Below are the records. List every line holding the word "failed".

The data:

•••

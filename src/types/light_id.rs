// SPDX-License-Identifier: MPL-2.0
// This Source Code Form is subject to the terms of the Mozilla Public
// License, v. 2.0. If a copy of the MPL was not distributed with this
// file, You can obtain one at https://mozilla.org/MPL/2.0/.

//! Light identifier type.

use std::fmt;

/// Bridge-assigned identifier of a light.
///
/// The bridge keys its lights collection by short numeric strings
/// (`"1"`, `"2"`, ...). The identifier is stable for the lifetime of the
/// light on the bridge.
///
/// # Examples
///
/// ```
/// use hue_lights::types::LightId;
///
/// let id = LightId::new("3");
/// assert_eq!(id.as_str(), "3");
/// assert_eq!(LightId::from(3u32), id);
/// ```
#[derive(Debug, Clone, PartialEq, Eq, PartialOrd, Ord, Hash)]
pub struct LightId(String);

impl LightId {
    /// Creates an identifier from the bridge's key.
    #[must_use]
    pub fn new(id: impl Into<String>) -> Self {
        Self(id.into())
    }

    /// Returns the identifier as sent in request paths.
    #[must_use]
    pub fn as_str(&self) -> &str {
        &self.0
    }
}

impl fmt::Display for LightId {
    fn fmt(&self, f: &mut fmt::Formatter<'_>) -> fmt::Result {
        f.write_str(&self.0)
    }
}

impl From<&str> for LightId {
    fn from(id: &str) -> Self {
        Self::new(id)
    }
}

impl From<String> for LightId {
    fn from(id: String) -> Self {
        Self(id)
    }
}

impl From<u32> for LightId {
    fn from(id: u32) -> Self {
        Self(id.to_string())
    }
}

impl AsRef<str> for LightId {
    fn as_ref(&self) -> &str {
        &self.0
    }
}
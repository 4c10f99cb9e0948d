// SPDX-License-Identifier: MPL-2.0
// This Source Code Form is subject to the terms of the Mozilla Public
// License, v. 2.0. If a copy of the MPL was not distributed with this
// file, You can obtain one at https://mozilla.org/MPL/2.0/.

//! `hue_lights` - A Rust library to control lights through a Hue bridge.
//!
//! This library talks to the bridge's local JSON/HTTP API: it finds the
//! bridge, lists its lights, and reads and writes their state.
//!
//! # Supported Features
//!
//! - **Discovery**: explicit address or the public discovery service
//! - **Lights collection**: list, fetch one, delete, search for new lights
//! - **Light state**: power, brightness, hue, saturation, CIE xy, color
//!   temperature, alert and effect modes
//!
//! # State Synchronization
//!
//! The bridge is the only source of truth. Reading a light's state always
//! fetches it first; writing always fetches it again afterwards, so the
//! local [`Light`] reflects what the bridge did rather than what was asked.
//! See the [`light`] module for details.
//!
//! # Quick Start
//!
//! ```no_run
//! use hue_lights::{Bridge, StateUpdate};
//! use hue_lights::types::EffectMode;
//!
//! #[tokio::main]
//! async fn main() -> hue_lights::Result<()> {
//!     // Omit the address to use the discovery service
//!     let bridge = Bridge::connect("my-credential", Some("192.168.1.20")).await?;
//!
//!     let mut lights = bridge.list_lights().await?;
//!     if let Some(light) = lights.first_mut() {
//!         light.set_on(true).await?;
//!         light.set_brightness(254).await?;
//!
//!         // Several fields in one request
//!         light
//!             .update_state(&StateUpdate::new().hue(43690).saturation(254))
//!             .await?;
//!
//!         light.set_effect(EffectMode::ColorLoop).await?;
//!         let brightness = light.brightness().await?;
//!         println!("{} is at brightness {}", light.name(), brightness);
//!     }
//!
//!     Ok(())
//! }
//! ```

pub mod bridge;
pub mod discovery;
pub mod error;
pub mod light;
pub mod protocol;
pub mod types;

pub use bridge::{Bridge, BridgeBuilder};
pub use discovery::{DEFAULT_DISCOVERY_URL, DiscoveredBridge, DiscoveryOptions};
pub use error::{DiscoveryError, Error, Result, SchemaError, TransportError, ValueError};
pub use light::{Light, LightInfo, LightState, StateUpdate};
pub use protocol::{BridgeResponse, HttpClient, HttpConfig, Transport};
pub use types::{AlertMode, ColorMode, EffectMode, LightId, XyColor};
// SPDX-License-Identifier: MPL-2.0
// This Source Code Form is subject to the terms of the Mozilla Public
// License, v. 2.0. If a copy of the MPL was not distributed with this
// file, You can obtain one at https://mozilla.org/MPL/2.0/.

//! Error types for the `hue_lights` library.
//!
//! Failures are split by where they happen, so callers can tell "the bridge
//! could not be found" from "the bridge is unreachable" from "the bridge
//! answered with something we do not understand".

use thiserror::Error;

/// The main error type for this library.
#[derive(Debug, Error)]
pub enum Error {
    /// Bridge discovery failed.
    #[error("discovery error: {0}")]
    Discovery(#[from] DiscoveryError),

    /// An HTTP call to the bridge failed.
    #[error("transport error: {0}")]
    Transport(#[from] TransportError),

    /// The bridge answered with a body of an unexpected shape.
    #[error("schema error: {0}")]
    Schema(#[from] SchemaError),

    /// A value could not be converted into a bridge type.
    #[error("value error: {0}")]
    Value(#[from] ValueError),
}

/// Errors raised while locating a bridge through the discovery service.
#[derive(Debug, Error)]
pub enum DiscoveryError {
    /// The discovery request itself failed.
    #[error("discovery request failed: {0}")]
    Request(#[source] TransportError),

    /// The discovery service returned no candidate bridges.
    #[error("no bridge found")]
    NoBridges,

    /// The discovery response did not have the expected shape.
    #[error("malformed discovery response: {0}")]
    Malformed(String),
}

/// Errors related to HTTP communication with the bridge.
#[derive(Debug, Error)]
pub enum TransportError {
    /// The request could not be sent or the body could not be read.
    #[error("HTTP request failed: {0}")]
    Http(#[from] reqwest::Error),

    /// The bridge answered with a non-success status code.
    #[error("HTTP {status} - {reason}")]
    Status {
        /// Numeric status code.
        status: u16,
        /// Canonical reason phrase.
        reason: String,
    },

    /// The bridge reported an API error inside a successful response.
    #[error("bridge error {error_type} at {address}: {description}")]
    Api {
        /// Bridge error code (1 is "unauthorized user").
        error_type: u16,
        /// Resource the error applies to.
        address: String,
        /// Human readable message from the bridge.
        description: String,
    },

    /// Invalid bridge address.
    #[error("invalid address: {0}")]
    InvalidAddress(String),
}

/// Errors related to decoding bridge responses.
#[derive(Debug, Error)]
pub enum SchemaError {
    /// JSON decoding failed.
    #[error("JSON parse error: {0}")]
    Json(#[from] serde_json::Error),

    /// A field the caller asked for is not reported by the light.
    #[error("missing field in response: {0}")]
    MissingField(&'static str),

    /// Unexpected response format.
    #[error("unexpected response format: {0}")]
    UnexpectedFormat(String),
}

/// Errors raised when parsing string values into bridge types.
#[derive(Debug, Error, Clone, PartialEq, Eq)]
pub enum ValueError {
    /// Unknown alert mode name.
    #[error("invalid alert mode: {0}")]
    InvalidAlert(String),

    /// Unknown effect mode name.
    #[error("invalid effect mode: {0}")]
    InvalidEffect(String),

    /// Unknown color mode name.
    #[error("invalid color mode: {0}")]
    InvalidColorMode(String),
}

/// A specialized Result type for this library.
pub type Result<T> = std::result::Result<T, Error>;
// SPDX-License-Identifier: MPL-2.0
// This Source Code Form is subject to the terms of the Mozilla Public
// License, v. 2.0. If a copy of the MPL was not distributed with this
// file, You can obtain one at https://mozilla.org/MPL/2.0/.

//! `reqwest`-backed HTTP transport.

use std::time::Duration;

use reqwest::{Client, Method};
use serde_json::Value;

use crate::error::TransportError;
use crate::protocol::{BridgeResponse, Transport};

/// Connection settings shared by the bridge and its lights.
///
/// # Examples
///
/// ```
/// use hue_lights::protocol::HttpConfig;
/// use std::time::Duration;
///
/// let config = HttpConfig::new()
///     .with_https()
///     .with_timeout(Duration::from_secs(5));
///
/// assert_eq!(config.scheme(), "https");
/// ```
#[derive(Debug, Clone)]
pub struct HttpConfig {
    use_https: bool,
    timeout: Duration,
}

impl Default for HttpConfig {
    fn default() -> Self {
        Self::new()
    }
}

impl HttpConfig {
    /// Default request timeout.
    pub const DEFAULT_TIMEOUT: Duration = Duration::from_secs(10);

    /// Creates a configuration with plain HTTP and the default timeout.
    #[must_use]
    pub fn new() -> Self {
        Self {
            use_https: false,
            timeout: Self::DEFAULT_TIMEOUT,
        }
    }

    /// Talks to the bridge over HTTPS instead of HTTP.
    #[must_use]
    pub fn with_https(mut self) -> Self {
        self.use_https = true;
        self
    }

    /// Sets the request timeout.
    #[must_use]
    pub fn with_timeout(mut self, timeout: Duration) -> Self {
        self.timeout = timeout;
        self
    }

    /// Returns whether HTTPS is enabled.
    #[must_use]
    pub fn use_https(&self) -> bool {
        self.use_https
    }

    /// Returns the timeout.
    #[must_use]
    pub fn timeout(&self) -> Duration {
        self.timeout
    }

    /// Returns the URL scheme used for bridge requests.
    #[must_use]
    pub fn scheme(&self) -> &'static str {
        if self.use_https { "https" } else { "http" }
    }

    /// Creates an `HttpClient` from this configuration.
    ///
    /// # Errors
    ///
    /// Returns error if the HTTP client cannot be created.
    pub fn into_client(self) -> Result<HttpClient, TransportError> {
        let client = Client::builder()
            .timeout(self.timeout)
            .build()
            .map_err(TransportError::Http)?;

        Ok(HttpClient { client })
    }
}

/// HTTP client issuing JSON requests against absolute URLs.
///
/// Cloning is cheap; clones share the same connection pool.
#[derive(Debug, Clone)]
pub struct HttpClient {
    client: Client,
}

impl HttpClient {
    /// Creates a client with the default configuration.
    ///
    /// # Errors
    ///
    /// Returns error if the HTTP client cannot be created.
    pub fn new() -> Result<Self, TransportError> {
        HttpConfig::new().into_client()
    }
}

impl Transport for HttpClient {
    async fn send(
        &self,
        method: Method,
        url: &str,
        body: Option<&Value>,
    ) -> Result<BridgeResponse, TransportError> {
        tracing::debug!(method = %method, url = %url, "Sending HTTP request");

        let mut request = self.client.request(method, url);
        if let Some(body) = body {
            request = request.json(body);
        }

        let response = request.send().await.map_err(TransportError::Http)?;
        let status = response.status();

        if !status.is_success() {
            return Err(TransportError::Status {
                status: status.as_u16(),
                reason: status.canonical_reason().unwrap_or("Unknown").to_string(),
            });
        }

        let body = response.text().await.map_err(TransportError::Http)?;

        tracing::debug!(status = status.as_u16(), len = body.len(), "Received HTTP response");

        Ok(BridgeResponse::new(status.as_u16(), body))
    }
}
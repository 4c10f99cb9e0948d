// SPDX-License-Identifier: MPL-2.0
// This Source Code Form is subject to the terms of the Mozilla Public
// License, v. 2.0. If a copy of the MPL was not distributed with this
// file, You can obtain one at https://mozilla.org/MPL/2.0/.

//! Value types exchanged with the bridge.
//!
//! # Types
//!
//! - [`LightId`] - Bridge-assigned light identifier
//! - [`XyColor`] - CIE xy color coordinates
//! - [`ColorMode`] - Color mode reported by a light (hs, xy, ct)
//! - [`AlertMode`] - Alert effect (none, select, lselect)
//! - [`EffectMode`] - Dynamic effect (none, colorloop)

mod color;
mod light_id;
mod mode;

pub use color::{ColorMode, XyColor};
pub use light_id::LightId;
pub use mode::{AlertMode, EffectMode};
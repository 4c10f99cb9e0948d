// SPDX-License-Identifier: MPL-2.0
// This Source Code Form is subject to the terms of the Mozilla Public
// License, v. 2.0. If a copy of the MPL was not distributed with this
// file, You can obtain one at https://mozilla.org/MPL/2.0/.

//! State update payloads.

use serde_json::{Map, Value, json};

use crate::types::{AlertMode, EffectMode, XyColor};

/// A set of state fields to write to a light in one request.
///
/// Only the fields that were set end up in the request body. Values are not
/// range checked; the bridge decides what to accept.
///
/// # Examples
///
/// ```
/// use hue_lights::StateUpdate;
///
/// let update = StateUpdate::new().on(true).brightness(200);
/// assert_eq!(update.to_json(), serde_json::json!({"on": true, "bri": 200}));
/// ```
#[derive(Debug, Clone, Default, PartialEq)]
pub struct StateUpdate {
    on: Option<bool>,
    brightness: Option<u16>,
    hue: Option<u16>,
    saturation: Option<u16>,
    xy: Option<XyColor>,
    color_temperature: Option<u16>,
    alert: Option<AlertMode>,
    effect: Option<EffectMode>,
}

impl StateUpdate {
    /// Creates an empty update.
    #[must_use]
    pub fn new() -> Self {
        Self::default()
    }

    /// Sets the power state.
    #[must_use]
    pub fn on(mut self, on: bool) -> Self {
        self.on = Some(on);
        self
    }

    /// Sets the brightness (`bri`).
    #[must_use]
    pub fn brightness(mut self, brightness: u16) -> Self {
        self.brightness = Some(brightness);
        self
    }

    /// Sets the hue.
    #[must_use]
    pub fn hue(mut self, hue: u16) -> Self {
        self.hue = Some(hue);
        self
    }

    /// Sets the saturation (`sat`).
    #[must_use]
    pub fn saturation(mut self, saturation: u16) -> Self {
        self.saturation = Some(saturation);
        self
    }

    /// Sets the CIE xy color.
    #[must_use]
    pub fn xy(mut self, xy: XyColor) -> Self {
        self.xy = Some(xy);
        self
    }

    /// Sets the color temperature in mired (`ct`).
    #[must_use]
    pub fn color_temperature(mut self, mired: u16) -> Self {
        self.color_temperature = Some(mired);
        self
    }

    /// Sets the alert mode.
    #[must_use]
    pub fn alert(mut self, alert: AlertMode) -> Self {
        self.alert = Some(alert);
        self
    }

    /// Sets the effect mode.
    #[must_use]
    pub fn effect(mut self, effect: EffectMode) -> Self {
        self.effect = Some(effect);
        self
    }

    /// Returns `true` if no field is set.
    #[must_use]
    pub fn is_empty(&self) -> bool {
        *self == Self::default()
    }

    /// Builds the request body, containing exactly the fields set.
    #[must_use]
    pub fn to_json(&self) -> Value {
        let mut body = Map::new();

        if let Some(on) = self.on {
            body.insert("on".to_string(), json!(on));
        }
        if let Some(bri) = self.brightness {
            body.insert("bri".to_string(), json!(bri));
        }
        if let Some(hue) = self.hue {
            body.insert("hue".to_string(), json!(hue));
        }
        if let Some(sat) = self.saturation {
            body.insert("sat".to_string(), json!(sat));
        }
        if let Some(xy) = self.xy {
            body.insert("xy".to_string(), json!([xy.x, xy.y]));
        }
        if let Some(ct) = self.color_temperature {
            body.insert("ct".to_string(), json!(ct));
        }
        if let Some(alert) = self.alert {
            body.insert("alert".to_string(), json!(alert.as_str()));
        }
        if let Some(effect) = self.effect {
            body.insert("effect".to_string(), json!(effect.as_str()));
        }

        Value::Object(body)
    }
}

•••

Task result:
    /// Bridge discovery failed.
    /// An HTTP call to the bridge failed.
    /// The discovery request itself failed.
    #[error("discovery request failed: {0}")]
    #[error("HTTP request failed: {0}")]
    /// JSON decoding failed.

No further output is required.